Ryshevsky tragó y miró por la ventana como si viera que una posesión favorita se le escapaba en la niebla.

– …o, y esto me parece más probable, tropezamos aquí con alguna clase de esfuerzo de parte de los funcionarios locales para interferir con un programa de ayuda internacional. Y esto es una novedad que, creo nuestros corresponsales de noticias en Moscú tendrían interés en conocer, así como la prensa francesa y alemana también.

El norteamericano había estado mirándose las manos mientras hablaba. Ahora levantó sus cejas castañas como si la idea que acababa de mencionar fuera algo sorprendente, algo que nunca había pensado antes de este mismo minuto. Miró a Malov directamente a la cara.

– Discúlpeme-dijo Propenko. Cuatro cabezas se dieron la vuelta. Miró al norteamericano y dijo, tembloroso pero fuerte-: Sergei Propenko, del Consejo de Comercio e Industria. Nos encontramos ayer en la estación. Soy el Director soviético.

El norteamericano pareció sorprendido. La cabeza y los ojos de Propenko se volvieron por voluntad propia, hacia Malov. Tuvo que recurrir a una concentración total para no gritar.

– Nikolai -dijo dejando salir el nombre entre sus dientes entrecerrados-, ¿puedes decirme cuál es exactamente tu posición en este proyecto?

– Director de Seguridad -contestó Malov rápidamente.

– ¿Y me puedes decir qué tiene que ver precisamente el Director de Seguridad con las inspecciones de aduana?

– Estaba asistiendo a Yevgeni Ivanovich. Nosotros…

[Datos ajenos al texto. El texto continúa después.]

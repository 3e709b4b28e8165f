//! Timed note playback.
//!
//! One driving thread owns a min-heap of pending fires and re-arms itself for
//! the nearest one; cancellation invalidates everything pending through a
//! single flag + condvar wake.

use crate::note::NoteEvent;
use parking_lot::{Condvar, Mutex};
use std::cmp::Ordering as CmpOrdering;
use std::collections::BinaryHeap;
use std::sync::Arc;
use std::thread::{self, JoinHandle};
use std::time::{Duration, Instant};
use tracing::debug;

/// Receives note callbacks at their scheduled times.
///
/// The synthesizer contract: implementations must tolerate being called from
/// the scheduler thread.
pub trait NoteSink: Send + Sync {
    fn note_on(&self, note: u8, velocity: u8);
    fn note_off(&self, note: u8);
}

#[derive(Debug, Clone, Copy, PartialEq, Eq)]
enum Action {
    NoteOn { velocity: u8 },
    NoteOff,
}

/// One pending timer fire.
#[derive(Debug, Clone, Copy, PartialEq, Eq)]
struct Fire {
    at: Duration,
    /// Insertion order; breaks time ties so a zero-length note still fires
    /// on before off.
    seq: u64,
    note: u8,
    action: Action,
}

// BinaryHeap is a max-heap; invert so the earliest fire is on top.
impl Ord for Fire {
    fn cmp(&self, other: &Self) -> CmpOrdering {
        other
            .at
            .cmp(&self.at)
            .then_with(|| other.seq.cmp(&self.seq))
    }
}

impl PartialOrd for Fire {
    fn partial_cmp(&self, other: &Self) -> Option<CmpOrdering> {
        Some(self.cmp(other))
    }
}

struct Shared {
    cancelled: Mutex<bool>,
    wake: Condvar,
}

/// Schedules note events for real-time replay.
pub struct EventScheduler;

impl EventScheduler {
    /// Start replaying `notes` against `sink`, all times relative to now.
    ///
    /// Every note contributes one note-on fire at its onset and one note-off
    /// fire at onset + duration. Fires happen in time order; no reordering or
    /// coalescing beyond that.
    pub fn start(notes: &[NoteEvent], sink: Arc<dyn NoteSink>) -> PlaybackHandle {
        let mut heap = BinaryHeap::with_capacity(notes.len() * 2);
        let mut seq = 0u64;
        for note in notes {
            heap.push(Fire {
                at: Duration::from_secs_f64(note.start_secs.max(0.0)),
                seq,
                note: note.note,
                action: Action::NoteOn {
                    velocity: note.velocity,
                },
            });
            heap.push(Fire {
                at: Duration::from_secs_f64(note.end_secs().max(0.0)),
                seq: seq + 1,
                note: note.note,
                action: Action::NoteOff,
            });
            seq += 2;
        }

        debug!(pending = heap.len(), "starting playback");

        let shared = Arc::new(Shared {
            cancelled: Mutex::new(false),
            wake: Condvar::new(),
        });
        let thread_shared = Arc::clone(&shared);
        let thread = thread::Builder::new()
            .name("cadenza-scheduler".into())
            .spawn(move || run_timer(heap, thread_shared, sink))
            .expect("failed to spawn scheduler thread");

        PlaybackHandle {
            shared,
            thread: Some(thread),
        }
    }
}

fn run_timer(mut heap: BinaryHeap<Fire>, shared: Arc<Shared>, sink: Arc<dyn NoteSink>) {
    let start = Instant::now();

    loop {
        let fire = {
            let mut cancelled = shared.cancelled.lock();
            loop {
                if *cancelled {
                    return;
                }
                let Some(next) = heap.peek() else {
                    return;
                };
                let now = start.elapsed();
                if next.at <= now {
                    break heap.pop().expect("peeked fire is poppable");
                }
                let wait = next.at - now;
                let _ = shared.wake.wait_for(&mut cancelled, wait);
            }
        };

        // The sink runs outside the lock; it may take its own time without
        // delaying cancellation.
        match fire.action {
            Action::NoteOn { velocity } => sink.note_on(fire.note, velocity),
            Action::NoteOff => sink.note_off(fire.note),
        }
    }
}

/// Cancels every pending fire when dropped or on `cancel()`.
pub struct PlaybackHandle {
    shared: Arc<Shared>,
    thread: Option<JoinHandle<()>>,
}

impl PlaybackHandle {
    /// Invalidate every pending fire. Idempotent.
    pub fn cancel(&self) {
        let mut cancelled = self.shared.cancelled.lock();
        *cancelled = true;
        self.shared.wake.notify_all();
    }

    /// Whether the driving thread is still alive (fires remain pending).
    pub fn is_active(&self) -> bool {
        self.thread
            .as_ref()
            .map(|t| !t.is_finished())
            .unwrap_or(false)
    }
}

impl Drop for PlaybackHandle {
    fn drop(&mut self) {
        self.cancel();
        if let Some(thread) = self.thread.take() {
            let _ = thread.join();
        }
    }
}

#[cfg(test)]
mod tests {
    use super::*;
    use std::sync::Mutex as StdMutex;
    use std::time::Duration;

    #[derive(Debug, Clone, Copy, PartialEq, Eq)]
    enum Call {
        On(u8, u8),
        Off(u8),
    }

    #[derive(Default)]
    struct RecordingSink {
        calls: StdMutex<Vec<Call>>,
    }

    impl NoteSink for RecordingSink {
        fn note_on(&self, note: u8, velocity: u8) {
            self.calls.lock().unwrap().push(Call::On(note, velocity));
        }
        fn note_off(&self, note: u8) {
            self.calls.lock().unwrap().push(Call::Off(note));
        }
    }

    fn note(note: u8, start_secs: f64, duration_secs: f64) -> NoteEvent {
        NoteEvent {
            note,
            start_secs,
            duration_secs,
            velocity: 100,
        }
    }

    #[test]
    fn cancel_before_first_fire_means_zero_callbacks() {
        let sink = Arc::new(RecordingSink::default());
        let handle = EventScheduler::start(&[note(60, 0.3, 0.1)], sink.clone());

        handle.cancel();
        std::thread::sleep(Duration::from_millis(600));
        assert!(sink.calls.lock().unwrap().is_empty());
        assert!(!handle.is_active());
    }

    #[test]
    fn note_on_fires_before_note_off() {
        let sink = Arc::new(RecordingSink::default());
        let handle = EventScheduler::start(&[note(60, 0.0, 0.05)], sink.clone());

        std::thread::sleep(Duration::from_millis(500));
        drop(handle);
        assert_eq!(
            sink.calls.lock().unwrap().as_slice(),
            &[Call::On(60, 100), Call::Off(60)]
        );
    }

    #[test]
    fn zero_length_note_still_fires_in_order() {
        let sink = Arc::new(RecordingSink::default());
        let handle = EventScheduler::start(&[note(72, 0.0, 0.0)], sink.clone());

        std::thread::sleep(Duration::from_millis(300));
        drop(handle);
        assert_eq!(
            sink.calls.lock().unwrap().as_slice(),
            &[Call::On(72, 100), Call::Off(72)]
        );
    }

    #[test]
    fn fires_follow_time_order_across_notes() {
        let sink = Arc::new(RecordingSink::default());
        let notes = [note(60, 0.0, 0.30), note(64, 0.1, 0.05)];
        let handle = EventScheduler::start(&notes, sink.clone());

        std::thread::sleep(Duration::from_millis(800));
        drop(handle);
        assert_eq!(
            sink.calls.lock().unwrap().as_slice(),
            &[
                Call::On(60, 100),
                Call::On(64, 100),
                Call::Off(64),
                Call::Off(60),
            ]
        );
    }

    #[test]
    fn empty_schedule_finishes_immediately() {
        let sink = Arc::new(RecordingSink::default());
        let handle = EventScheduler::start(&[], sink);
        std::thread::sleep(Duration::from_millis(100));
        assert!(!handle.is_active());
    }

    #[test]
    fn cancel_is_idempotent() {
        let sink = Arc::new(RecordingSink::default());
        let handle = EventScheduler::start(&[note(60, 5.0, 1.0)], sink.clone());
        handle.cancel();
        handle.cancel();
        drop(handle);
        assert!(sink.calls.lock().unwrap().is_empty());
    }
}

– ¿Yevgeni Ivanovich es mudo?

– Claro que no -dijo Malov.

– Estoy aquí desde hace veinte minutos y Yevgeni Ivanovich no ha dicho una palabra. Tú has sido el único que ha hablado. -La voz de Propenko se fue haciendo gradualmente más fuerte, como si alguien moviera el botón del volumen de una radio.- Nos has estado representando en esta conversación, aunque no tienes absolutamente ninguna experiencia en el área, ¡y casi nos has llevado directamente a titulares internacionales! -Apretó las manos debajo de la mesa y se dirigió a Ryshevsky.- Yevgeni ¿tienes alguna documentación sobre esta regla de inspección?

– Justamente estaba buscándola, Sergei.

– Bien. Dime si la encuentras. De lo contrario empezaremos con el despacho de aduana el lunes por la mañana, a las nueve.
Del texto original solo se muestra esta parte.